--- START ---
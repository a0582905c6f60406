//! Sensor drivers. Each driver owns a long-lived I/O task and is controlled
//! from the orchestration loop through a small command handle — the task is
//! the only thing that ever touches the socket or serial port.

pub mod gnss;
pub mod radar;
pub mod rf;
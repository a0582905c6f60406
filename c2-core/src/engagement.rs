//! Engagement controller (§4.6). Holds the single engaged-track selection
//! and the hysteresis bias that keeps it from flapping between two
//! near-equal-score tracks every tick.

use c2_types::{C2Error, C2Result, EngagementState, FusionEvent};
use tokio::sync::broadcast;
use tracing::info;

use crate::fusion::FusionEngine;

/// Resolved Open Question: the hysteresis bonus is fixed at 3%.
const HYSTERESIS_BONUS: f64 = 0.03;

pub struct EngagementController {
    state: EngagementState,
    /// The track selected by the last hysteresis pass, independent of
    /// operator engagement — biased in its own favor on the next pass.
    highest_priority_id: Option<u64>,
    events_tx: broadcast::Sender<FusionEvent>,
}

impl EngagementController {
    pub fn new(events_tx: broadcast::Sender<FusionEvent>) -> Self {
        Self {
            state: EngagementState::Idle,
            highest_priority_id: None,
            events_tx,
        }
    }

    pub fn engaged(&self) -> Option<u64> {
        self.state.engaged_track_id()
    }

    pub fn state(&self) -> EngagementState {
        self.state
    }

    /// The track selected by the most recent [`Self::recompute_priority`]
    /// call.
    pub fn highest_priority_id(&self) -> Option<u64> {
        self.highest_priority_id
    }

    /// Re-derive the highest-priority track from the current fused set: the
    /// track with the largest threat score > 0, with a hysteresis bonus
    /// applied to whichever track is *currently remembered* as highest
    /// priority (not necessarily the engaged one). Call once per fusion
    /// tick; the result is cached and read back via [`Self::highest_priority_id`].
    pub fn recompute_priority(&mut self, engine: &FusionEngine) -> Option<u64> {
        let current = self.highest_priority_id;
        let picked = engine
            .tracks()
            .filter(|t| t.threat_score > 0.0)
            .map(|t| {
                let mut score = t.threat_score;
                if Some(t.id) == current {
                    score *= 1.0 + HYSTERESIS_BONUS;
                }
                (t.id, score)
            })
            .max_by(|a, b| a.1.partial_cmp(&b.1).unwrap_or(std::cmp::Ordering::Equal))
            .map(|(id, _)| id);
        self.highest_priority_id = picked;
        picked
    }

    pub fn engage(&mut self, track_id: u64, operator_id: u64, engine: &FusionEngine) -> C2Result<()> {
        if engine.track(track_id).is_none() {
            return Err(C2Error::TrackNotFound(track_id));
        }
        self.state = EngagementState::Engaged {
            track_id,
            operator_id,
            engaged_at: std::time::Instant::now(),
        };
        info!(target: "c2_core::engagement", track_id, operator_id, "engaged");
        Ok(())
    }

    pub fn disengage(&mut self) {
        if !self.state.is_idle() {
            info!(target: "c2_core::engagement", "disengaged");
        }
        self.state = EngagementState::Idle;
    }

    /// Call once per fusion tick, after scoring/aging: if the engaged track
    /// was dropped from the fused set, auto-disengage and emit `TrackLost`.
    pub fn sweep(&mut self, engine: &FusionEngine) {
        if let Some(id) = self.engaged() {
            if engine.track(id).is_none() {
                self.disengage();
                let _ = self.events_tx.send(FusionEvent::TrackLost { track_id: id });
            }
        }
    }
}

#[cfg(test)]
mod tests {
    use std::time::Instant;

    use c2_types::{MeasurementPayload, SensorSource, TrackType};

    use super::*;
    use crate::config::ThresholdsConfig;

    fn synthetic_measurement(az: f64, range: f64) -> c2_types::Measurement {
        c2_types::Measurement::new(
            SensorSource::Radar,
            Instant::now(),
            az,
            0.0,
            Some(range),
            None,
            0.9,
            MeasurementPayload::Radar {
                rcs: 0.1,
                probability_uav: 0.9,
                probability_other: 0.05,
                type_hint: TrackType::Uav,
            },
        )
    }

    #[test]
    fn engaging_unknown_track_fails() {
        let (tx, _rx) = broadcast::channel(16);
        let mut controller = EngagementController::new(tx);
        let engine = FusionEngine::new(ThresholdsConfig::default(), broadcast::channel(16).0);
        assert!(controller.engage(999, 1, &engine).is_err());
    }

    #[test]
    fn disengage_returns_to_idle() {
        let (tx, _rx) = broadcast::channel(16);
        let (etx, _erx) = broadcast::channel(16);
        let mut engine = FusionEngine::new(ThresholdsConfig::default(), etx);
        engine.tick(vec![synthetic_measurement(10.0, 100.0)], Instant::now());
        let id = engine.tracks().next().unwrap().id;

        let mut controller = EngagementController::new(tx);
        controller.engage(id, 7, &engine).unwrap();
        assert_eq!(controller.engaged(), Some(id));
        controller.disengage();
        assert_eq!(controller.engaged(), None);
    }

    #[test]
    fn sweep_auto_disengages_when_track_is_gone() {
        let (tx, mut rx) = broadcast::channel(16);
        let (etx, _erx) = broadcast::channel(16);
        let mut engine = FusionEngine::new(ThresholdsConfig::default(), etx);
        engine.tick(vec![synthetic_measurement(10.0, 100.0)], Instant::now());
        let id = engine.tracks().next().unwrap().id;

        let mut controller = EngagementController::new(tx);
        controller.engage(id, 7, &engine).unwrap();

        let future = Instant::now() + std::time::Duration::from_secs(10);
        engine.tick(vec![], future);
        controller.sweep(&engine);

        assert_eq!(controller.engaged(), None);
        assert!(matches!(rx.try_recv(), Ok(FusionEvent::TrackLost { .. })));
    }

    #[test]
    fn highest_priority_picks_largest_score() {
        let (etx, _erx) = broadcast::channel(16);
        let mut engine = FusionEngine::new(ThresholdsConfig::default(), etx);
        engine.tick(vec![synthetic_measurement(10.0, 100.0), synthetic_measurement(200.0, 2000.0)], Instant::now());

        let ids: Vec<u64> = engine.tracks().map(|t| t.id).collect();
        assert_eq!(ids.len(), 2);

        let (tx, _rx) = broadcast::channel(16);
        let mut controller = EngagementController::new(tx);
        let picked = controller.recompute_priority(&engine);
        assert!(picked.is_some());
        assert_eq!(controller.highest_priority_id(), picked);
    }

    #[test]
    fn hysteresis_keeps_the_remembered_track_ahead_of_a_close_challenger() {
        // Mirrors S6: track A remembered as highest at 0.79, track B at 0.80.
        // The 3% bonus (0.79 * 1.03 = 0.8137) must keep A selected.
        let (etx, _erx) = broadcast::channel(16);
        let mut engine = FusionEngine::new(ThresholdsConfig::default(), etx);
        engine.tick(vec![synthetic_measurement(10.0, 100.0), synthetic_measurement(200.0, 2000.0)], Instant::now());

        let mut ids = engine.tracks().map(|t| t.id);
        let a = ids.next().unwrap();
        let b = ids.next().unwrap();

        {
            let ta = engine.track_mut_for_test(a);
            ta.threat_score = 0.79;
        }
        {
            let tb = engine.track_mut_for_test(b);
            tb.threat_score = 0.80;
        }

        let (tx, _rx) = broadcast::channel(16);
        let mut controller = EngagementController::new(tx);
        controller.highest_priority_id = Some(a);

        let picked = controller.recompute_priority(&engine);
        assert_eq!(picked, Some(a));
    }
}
--- END ---
What you need to do.
Where the string "task" appears in a line of the material above, count that line, and say only how many there are.

Solution for this exercise.
2